Our Techniques

Candy Molds
Candy Molds

Did you ever wonder why it is so necessary to dry your candy molds carefully? If you let them drip-dry especially the clear plastic molds, water spots will form. These marks then will be transferred to the surface of your chocolate or coating candies, marring the appearance. If you buff the molds first with a soft cloth, the finished candies will have a better shine. Also, if you use molds that still contain a bit of moisture, it could ruin your candy.

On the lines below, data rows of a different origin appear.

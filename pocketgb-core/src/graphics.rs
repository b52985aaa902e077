use crate::ppu::{self, PpuState};
use crate::ConsoleMode;
use sdl2::pixels::{Color, PixelFormatEnum};
use sdl2::render::{Texture, TextureCreator, TextureValueError, WindowCanvas};
use sdl2::video::{Window, WindowContext};
use sdl2::IntegerOrSdlError;
use thiserror::Error;

#[derive(Error, Debug)]
pub enum GraphicsError {
    #[error("error creating renderer: {source}")]
    CreateRenderer {
        #[from]
        source: IntegerOrSdlError,
    },
    #[error("error creating frame texture: {source}")]
    CreateTexture {
        #[from]
        source: TextureValueError,
    },
    #[error("error updating frame texture: {msg}")]
    Texture { msg: String },
    #[error("error copying frame texture to renderer: {msg}")]
    CopyToCanvas { msg: String },
}

// Monochrome shades 0..3, white through black
const DMG_SHADES: [u8; 4] = [0xFF, 0xAA, 0x55, 0x00];

/// Create a renderer for the given window, cleared to white.
pub fn create_renderer(window: Window, vsync_enabled: bool) -> Result<WindowCanvas, GraphicsError> {
    let mut canvas_builder = window.into_canvas();
    if vsync_enabled {
        canvas_builder = canvas_builder.present_vsync();
    }

    let mut canvas = canvas_builder.build()?;

    canvas.set_draw_color(Color::RGB(255, 255, 255));
    canvas.clear();
    canvas.present();

    Ok(canvas)
}

pub fn create_frame_texture(
    texture_creator: &TextureCreator<WindowContext>,
) -> Result<Texture<'_>, GraphicsError> {
    let texture = texture_creator.create_texture_streaming(
        PixelFormatEnum::RGB24,
        ppu::SCREEN_WIDTH as u32,
        ppu::SCREEN_HEIGHT as u32,
    )?;

    Ok(texture)
}

fn expand_color_channel(value: u16) -> u8 {
    ((0xFF * u32::from(value)) / 0x1F) as u8
}

/// Copy the finished frame into the window. In color mode the 15-bit color
/// triples are scaled to 8 bits per channel; in monochrome mode the 2-bit
/// shade indexes a gray ramp. The texture is stretched over the whole
/// window, which startup sized at an integer multiple of the screen.
pub fn render_frame(
    console_mode: ConsoleMode,
    ppu_state: &PpuState,
    canvas: &mut WindowCanvas,
    texture: &mut Texture<'_>,
) -> Result<(), GraphicsError> {
    let frame_buffer = ppu_state.frame_buffer();

    texture
        .with_lock(None, |pixels: &mut [u8], pitch: usize| {
            for row in 0..ppu::SCREEN_HEIGHT {
                for column in 0..ppu::SCREEN_WIDTH {
                    let pixel = frame_buffer[row * ppu::SCREEN_WIDTH + column];

                    let [red, green, blue] = match console_mode {
                        ConsoleMode::Cgb => {
                            let color = pixel.cgb_color;
                            [
                                expand_color_channel(color & 0x001F),
                                expand_color_channel((color >> 5) & 0x001F),
                                expand_color_channel((color >> 10) & 0x001F),
                            ]
                        }
                        ConsoleMode::Dmg => {
                            let shade = DMG_SHADES[usize::from(pixel.dmg_color & 0x03)];
                            [shade, shade, shade]
                        }
                    };

                    let start = row * pitch + 3 * column;
                    pixels[start] = red;
                    pixels[start + 1] = green;
                    pixels[start + 2] = blue;
                }
            }
        })
        .map_err(|msg| GraphicsError::Texture { msg })?;

    canvas.clear();
    canvas.copy(texture, None, None).map_err(|msg| GraphicsError::CopyToCanvas { msg })?;
    canvas.present();

    Ok(())
}

#[cfg(test)]
mod tests {
    use super::*;

    #[test]
    fn color_channel_expansion_covers_full_range() {
        assert_eq!(0x00, expand_color_channel(0x00));
        assert_eq!(0xFF, expand_color_channel(0x1F));
        assert_eq!(0x7B, expand_color_channel(0x0F));
    }
}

Did you know our candy molds are used in a lot of other ways. Gals are using them for paper art, Beeswax, soap, remolding used crayons (this is really fun!)

Food Coloring
Food Coloring

Always use good quality colors: paste, liquid paste, or powder. Do not refrigerate colors, or add water to them. Store them tightly covered. You may thin the colors with glycerin if they seem too thick. Always stir the paste food colors before using them. Use a clean, dry toothpick for taking small amounts of color from the jars. When mixing blues, lavenders, and pinks, try to color only the amount that will be used immediately to help prevent fading. Milk used in the icing helps hold the color, also.

Add protein (meringue powder) to buttercream to help prevent fading of color - especially pinks and blues.

Powder colors do not bleed as badly as paste colors.

To get a deep color, mix your color and let stand for 24 hours. It will darken a lot when in a shortening-based icing.